* _YOUR TASK_:
Quote the entries that follow exactly, leaving none out.
[[ DATASET CONTENT open ]]
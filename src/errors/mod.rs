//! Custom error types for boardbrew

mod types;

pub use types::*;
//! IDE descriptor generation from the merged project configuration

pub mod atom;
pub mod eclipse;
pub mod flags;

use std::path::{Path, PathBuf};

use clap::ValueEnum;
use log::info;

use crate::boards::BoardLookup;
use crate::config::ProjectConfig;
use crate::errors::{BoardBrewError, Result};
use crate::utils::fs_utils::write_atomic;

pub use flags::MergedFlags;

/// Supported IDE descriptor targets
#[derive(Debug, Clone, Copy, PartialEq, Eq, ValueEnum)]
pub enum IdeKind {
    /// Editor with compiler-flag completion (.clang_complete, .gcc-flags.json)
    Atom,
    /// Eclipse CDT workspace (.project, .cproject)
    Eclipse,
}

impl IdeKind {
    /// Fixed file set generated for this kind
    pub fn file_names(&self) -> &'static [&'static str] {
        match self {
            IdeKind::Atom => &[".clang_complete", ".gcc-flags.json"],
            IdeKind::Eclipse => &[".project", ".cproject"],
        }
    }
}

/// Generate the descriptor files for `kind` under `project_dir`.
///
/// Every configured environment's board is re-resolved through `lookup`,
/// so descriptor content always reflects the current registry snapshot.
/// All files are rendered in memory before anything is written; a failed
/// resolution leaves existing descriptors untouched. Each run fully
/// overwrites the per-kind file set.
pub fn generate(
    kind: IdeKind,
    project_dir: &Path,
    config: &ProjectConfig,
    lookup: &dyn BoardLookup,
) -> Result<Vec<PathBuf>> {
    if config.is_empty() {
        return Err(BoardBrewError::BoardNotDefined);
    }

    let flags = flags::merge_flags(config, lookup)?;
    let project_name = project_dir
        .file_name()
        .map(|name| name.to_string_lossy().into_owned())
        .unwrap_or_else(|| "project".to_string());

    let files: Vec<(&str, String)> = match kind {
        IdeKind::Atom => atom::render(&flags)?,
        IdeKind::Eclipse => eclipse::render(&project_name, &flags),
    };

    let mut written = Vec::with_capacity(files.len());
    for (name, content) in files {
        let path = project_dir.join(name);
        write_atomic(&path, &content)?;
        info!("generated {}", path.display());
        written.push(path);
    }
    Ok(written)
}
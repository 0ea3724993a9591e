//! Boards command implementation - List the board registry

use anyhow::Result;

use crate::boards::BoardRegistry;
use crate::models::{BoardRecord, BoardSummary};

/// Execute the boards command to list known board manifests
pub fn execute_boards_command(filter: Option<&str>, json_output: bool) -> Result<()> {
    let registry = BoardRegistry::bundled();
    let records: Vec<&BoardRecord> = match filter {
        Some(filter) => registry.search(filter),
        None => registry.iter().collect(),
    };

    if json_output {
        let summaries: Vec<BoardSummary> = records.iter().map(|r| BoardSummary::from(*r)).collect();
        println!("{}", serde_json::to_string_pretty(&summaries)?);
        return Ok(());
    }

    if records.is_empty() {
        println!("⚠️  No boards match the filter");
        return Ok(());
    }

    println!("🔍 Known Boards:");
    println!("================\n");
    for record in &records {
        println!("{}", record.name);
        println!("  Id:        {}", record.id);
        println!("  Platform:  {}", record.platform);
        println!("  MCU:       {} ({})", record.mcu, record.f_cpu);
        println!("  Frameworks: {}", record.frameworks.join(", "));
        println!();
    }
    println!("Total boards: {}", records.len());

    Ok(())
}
[[ DATASET CONTENT closed ]]
* _RESPONSE TO THE EXERCISE_:
filename src/errors/mod.rs
//! Custom error types for boardbrew

mod types;

pub use types::*;
//! IDE descriptor generation from the merged project configuration

pub mod atom;
pub mod eclipse;
pub mod flags;

use std::path::{Path, PathBuf};

use clap::ValueEnum;
use log::info;

use crate::boards::BoardLookup;
use crate::config::ProjectConfig;
use crate::errors::{BoardBrewError, Result};
use crate::utils::fs_utils::write_atomic;

pub use flags::MergedFlags;

/// Supported IDE descriptor targets
#[derive(Debug, Clone, Copy, PartialEq, Eq, ValueEnum)]
pub enum IdeKind {
    /// Editor with compiler-flag completion (.clang_complete, .gcc-flags.json)
    Atom,
    /// Eclipse CDT workspace (.project, .cproject)
    Eclipse,
}

impl IdeKind {
    /// Fixed file set generated for this kind
    pub fn file_names(&self) -> &'static [&'static str] {
        match self {
            IdeKind::Atom => &[".clang_complete", ".gcc-flags.json"],
            IdeKind::Eclipse => &[".project", ".cproject"],
        }
    }
}

/// Generate the descriptor files for `kind` under `project_dir`.
///
/// Every configured environment's board is re-resolved through `lookup`,
/// so descriptor content always reflects the current registry snapshot.
/// All files are rendered in memory before anything is written; a failed
/// resolution leaves existing descriptors untouched. Each run fully
/// overwrites the per-kind file set.
pub fn generate(
    kind: IdeKind,
    project_dir: &Path,
    config: &ProjectConfig,
    lookup: &dyn BoardLookup,
) -> Result<Vec<PathBuf>> {
    if config.is_empty() {
        return Err(BoardBrewError::BoardNotDefined);
    }

    let flags = flags::merge_flags(config, lookup)?;
    let project_name = project_dir
        .file_name()
        .map(|name| name.to_string_lossy().into_owned())
        .unwrap_or_else(|| "project".to_string());

    let files: Vec<(&str, String)> = match kind {
        IdeKind::Atom => atom::render(&flags)?,
        IdeKind::Eclipse => eclipse::render(&project_name, &flags),
    };

    let mut written = Vec::with_capacity(files.len());
    for (name, content) in files {
        let path = project_dir.join(name);
        write_atomic(&path, &content)?;
        info!("generated {}", path.display());
        written.push(path);
    }
    Ok(written)
}
repository 0ea3724993a9591e
//! Boards command implementation - List the board registry

use anyhow::Result;

use crate::boards::BoardRegistry;
use crate::models::{BoardRecord, BoardSummary};

/// Execute the boards command to list known board manifests
pub fn execute_boards_command(filter: Option<&str>, json_output: bool) -> Result<()> {
    let registry = BoardRegistry::bundled();
    let records: Vec<&BoardRecord> = match filter {
        Some(filter) => registry.search(filter),
        None => registry.iter().collect(),
    };

    if json_output {
        let summaries: Vec<BoardSummary> = records.iter().map(|r| BoardSummary::from(*r)).collect();
        println!("{}", serde_json::to_string_pretty(&summaries)?);
        return Ok(());
    }

    if records.is_empty() {
        println!("⚠️  No boards match the filter");
        return Ok(());
    }

    println!("🔍 Known Boards:");
    println!("================\n");
    for record in &records {
        println!("{}", record.name);
        println!("  Id:        {}", record.id);
        println!("  Platform:  {}", record.platform);
        println!("  MCU:       {} ({})", record.mcu, record.f_cpu);
        println!("  Frameworks: {}", record.frameworks.join(", "));
        println!();
    }
    println!("Total boards: {}", records.len());

    Ok(())
}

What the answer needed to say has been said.